* **EXERCISE**
Print all records exactly, leaving nothing out.

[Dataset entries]
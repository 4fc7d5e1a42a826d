//! In-memory chunk sources for testing the decode path.
//!
//! The builders here encode values into the same physical layouts the native
//! engine produces: validity words, fixed-width slots, string-view records
//! with a side heap, packed temporal values. Out-of-line string pointers are
//! represented as offsets into the column's heap buffer, which the test
//! vector resolves in [`mallard_decode::source::ColumnVector::read_out_of_line`].
//!
//! Test support only; nothing here is part of the decoding engine proper.

mod chunk;
mod column;
mod source;

pub use chunk::TestChunk;
pub use column::TestColumn;
pub use source::TestSource;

* **EXPECTED OUTPUT**
repository 4fc7d5e1a42a826d
//! In-memory chunk sources for testing the decode path.
//!
//! The builders here encode values into the same physical layouts the native
//! engine produces: validity words, fixed-width slots, string-view records
//! with a side heap, packed temporal values. Out-of-line string pointers are
//! represented as offsets into the column's heap buffer, which the test
//! vector resolves in [`mallard_decode::source::ColumnVector::read_out_of_line`].
//!
//! Test support only; nothing here is part of the decoding engine proper.

mod chunk;
mod column;
mod source;

pub use chunk::TestChunk;
pub use column::TestColumn;
pub use source::TestSource;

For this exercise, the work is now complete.